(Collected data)
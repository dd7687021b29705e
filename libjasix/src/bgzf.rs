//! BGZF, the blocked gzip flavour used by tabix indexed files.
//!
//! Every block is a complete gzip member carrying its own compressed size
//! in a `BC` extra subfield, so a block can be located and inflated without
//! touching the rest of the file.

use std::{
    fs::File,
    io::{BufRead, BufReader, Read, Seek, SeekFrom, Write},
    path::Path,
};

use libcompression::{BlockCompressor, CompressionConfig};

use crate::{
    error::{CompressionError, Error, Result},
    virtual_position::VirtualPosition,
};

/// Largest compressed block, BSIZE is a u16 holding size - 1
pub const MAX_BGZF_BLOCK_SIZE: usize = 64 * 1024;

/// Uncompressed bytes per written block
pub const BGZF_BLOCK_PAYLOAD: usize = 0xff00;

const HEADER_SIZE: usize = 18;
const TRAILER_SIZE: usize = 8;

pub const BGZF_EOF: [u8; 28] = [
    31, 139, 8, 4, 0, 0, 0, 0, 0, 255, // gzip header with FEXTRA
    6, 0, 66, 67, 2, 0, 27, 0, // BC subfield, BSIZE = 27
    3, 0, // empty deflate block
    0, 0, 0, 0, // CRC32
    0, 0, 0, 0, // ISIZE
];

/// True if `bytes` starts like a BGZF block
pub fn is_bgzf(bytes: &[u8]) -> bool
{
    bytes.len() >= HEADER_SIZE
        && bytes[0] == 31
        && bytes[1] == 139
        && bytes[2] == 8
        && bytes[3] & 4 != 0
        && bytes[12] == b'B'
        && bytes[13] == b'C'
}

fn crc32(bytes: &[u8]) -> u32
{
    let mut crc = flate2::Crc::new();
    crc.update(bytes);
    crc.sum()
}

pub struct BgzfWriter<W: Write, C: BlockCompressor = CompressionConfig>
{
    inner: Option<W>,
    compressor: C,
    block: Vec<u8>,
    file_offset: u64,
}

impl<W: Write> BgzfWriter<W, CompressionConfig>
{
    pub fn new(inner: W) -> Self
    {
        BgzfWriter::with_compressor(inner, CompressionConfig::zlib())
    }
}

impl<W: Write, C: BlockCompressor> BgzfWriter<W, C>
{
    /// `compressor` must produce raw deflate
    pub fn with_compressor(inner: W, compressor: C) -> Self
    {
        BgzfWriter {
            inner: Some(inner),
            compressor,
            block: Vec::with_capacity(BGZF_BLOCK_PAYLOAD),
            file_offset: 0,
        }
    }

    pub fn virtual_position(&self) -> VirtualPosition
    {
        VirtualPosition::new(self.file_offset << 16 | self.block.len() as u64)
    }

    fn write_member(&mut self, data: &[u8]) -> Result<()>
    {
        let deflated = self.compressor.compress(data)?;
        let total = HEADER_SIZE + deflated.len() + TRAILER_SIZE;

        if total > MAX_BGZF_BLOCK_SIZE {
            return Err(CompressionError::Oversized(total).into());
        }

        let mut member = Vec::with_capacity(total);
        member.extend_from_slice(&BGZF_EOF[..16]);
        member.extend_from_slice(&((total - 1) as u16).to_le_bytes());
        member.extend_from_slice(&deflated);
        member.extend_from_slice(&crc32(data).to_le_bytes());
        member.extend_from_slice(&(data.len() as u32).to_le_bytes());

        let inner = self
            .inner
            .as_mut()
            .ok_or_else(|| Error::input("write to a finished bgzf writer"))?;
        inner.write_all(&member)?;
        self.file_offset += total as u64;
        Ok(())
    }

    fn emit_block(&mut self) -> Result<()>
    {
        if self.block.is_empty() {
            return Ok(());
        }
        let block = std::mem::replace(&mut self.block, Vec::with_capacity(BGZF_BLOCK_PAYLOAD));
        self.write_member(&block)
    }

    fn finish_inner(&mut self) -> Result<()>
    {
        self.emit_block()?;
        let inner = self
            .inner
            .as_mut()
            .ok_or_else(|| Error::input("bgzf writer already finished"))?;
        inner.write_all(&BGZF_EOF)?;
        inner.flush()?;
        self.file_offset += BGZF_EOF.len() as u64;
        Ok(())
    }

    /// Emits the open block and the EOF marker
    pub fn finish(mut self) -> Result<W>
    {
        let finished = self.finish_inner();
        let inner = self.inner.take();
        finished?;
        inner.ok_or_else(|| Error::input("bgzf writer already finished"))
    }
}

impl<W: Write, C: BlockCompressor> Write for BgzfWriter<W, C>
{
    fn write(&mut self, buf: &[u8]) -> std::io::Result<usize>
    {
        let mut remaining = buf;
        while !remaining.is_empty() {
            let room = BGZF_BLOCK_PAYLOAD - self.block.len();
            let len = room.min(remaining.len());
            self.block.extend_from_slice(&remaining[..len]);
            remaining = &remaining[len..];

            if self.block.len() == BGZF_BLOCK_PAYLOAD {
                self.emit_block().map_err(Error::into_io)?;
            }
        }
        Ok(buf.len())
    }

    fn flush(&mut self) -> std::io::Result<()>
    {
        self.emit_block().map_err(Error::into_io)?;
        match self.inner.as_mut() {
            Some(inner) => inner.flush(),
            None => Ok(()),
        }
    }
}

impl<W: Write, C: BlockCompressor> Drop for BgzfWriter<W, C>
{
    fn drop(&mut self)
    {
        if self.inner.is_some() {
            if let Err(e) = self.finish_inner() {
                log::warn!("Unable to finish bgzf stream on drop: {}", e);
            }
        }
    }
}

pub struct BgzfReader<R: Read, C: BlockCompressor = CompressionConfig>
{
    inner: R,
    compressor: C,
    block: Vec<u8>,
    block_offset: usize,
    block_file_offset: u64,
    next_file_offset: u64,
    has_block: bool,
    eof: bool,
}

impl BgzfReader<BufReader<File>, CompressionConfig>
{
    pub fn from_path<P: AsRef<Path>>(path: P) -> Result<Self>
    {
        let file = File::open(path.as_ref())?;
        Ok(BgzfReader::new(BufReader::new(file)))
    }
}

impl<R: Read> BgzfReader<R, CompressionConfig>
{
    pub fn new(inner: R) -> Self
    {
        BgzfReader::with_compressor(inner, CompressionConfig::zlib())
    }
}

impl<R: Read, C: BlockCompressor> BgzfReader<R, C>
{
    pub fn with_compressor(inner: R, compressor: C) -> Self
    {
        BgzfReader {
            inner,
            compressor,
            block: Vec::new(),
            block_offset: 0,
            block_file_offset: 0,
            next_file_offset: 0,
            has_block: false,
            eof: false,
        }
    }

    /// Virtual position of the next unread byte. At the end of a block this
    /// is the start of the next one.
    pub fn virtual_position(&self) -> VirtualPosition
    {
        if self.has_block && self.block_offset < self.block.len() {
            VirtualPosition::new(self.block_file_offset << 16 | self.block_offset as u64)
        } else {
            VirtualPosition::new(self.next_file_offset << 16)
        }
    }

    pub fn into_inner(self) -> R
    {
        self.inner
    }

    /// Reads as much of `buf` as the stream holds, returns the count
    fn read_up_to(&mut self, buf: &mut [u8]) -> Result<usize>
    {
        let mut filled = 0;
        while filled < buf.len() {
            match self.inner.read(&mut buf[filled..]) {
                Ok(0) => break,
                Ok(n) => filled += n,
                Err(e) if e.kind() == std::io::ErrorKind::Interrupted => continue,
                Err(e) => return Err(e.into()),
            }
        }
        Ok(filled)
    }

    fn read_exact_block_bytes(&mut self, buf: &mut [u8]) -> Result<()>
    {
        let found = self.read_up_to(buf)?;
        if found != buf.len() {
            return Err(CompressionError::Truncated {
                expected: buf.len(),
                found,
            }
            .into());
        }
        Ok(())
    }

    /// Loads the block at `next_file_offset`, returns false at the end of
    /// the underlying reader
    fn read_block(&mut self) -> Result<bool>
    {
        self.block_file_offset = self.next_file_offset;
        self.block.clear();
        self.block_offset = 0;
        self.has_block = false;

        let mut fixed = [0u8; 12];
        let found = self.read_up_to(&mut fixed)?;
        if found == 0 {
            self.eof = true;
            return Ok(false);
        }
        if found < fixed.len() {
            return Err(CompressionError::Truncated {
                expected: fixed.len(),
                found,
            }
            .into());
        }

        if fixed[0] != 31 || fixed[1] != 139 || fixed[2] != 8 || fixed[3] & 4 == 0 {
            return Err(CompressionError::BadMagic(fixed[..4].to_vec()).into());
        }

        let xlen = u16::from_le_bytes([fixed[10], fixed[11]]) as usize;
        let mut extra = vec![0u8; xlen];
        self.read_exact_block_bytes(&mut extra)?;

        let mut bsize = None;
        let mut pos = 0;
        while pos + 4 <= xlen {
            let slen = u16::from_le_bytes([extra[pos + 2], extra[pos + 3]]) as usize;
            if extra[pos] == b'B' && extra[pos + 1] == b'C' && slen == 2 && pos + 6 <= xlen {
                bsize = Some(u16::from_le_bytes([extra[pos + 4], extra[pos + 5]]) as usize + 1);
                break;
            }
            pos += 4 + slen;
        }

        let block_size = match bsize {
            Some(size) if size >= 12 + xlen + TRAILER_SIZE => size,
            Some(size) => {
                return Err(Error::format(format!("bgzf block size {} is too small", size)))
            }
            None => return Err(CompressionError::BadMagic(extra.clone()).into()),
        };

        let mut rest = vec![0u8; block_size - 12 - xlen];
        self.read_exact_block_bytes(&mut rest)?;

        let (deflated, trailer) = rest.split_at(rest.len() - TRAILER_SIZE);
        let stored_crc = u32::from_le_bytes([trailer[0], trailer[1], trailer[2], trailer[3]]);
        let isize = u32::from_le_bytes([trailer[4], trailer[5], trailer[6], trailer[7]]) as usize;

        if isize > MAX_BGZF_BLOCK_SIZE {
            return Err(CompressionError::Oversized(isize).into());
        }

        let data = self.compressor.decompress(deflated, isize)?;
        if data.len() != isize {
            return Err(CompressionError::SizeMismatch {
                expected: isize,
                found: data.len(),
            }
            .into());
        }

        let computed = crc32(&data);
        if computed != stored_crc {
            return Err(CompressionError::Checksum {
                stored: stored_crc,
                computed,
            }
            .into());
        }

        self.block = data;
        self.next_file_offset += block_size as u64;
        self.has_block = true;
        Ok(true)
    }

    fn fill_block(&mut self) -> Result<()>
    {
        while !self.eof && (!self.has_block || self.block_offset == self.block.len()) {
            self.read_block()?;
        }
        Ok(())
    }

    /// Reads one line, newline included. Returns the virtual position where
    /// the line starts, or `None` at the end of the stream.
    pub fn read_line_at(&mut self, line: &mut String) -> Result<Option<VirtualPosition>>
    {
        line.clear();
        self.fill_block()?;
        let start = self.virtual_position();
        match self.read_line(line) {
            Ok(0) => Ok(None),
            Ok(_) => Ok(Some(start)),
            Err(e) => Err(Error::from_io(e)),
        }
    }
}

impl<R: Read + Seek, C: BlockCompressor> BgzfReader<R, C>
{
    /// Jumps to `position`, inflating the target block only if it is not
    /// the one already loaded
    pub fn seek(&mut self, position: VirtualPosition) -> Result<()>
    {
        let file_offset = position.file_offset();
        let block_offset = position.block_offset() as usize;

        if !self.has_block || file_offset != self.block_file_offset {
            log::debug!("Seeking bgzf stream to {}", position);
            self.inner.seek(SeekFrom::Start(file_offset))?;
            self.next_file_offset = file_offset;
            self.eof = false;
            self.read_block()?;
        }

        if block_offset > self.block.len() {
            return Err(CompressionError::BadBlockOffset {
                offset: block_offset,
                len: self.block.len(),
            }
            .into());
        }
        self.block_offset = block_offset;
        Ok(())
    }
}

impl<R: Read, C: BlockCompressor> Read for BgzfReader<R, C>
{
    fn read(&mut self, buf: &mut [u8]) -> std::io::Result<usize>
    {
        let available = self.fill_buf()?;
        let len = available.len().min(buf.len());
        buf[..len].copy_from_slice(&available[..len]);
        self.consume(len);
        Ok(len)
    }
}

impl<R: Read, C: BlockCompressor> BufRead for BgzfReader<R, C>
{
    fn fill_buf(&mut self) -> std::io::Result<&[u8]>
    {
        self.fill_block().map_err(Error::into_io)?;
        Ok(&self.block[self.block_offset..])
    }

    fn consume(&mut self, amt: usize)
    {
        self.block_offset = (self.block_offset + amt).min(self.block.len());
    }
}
* * *
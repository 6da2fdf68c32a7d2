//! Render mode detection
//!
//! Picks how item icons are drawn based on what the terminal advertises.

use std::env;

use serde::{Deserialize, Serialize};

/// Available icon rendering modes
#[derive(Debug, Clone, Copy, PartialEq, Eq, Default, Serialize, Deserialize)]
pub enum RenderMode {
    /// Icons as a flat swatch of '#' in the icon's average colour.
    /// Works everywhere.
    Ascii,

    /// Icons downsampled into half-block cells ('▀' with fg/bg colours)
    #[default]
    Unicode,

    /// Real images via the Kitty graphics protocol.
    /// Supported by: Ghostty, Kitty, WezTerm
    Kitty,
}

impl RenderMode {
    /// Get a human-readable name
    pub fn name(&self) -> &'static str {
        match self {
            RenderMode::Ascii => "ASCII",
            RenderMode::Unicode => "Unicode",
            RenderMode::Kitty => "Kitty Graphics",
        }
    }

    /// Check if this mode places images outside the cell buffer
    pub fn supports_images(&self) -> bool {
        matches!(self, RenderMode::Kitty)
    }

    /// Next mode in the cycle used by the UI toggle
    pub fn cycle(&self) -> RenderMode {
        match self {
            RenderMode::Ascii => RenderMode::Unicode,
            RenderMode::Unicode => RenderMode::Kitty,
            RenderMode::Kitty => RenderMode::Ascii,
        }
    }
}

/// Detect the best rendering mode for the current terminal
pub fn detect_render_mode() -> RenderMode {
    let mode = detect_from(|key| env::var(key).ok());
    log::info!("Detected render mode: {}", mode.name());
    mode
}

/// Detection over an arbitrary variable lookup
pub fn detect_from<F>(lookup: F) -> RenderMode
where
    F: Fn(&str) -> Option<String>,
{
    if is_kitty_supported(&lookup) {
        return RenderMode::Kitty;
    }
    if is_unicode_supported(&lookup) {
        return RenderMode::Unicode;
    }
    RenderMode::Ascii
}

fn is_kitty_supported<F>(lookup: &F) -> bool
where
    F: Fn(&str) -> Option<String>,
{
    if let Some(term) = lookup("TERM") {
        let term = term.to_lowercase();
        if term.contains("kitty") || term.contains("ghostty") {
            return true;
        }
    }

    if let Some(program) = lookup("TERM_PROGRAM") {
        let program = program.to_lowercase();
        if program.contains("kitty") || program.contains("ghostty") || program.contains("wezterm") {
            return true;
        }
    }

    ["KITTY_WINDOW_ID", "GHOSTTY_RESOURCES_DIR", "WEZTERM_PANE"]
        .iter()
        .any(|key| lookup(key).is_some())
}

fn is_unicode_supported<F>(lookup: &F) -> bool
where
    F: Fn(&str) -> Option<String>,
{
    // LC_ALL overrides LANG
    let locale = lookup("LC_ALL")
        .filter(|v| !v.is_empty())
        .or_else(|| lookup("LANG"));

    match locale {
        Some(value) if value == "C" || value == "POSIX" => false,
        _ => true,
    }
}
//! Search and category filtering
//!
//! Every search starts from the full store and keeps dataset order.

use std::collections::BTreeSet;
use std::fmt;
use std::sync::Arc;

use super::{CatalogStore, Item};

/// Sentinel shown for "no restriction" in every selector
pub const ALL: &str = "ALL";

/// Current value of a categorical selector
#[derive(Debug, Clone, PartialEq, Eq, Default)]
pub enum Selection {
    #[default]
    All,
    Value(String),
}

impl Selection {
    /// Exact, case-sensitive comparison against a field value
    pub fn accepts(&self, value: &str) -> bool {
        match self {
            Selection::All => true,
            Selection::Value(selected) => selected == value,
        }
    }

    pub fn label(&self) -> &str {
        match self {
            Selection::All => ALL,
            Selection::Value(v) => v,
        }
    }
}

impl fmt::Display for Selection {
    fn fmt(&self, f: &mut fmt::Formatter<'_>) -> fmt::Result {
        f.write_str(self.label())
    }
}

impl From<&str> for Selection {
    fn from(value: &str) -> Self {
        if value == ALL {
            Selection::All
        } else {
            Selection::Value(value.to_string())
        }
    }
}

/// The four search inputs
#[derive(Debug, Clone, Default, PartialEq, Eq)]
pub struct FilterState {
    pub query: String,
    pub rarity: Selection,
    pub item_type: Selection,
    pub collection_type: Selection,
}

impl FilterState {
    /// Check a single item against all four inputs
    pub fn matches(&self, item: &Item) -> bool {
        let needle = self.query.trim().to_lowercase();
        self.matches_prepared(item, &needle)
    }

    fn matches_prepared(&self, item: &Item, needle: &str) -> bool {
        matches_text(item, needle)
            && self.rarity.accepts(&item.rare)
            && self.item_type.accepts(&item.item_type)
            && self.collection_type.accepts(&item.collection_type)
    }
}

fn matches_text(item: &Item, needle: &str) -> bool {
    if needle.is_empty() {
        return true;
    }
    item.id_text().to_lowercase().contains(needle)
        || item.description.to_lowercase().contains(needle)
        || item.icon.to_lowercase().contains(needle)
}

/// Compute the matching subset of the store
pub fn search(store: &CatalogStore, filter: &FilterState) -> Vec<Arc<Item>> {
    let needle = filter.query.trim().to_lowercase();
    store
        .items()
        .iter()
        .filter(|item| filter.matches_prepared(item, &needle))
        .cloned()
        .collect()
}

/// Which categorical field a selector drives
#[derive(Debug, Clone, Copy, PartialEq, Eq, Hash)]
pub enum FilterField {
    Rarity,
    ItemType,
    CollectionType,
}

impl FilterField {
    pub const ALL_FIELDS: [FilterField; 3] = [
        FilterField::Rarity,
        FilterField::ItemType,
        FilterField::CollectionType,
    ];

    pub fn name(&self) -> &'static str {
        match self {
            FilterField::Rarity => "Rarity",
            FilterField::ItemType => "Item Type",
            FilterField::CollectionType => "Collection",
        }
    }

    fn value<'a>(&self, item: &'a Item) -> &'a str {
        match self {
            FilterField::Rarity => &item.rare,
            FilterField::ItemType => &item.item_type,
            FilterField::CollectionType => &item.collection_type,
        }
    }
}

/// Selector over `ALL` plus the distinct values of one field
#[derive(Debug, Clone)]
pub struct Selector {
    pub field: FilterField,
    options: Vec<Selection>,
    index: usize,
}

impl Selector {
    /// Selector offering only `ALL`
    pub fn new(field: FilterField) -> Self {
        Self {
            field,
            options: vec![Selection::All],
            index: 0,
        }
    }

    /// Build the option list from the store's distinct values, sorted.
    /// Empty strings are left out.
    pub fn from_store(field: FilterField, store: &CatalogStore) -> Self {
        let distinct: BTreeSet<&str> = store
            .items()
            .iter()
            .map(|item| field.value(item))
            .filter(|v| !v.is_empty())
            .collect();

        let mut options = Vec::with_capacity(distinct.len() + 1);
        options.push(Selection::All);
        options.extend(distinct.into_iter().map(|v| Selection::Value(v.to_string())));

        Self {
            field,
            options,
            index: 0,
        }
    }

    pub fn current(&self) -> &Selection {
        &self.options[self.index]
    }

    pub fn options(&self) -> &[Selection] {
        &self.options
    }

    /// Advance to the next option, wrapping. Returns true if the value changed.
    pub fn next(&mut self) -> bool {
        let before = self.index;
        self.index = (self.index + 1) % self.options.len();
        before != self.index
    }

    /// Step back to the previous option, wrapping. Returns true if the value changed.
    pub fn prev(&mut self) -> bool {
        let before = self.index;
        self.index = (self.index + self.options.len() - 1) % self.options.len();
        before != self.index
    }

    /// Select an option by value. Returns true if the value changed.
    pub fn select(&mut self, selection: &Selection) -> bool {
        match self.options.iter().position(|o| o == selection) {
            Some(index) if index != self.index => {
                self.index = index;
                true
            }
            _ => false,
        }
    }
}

_EXERCISE_
Working through the entries line by line, count those containing "total" and report only the number.

_THE COMPLETED TASK_
6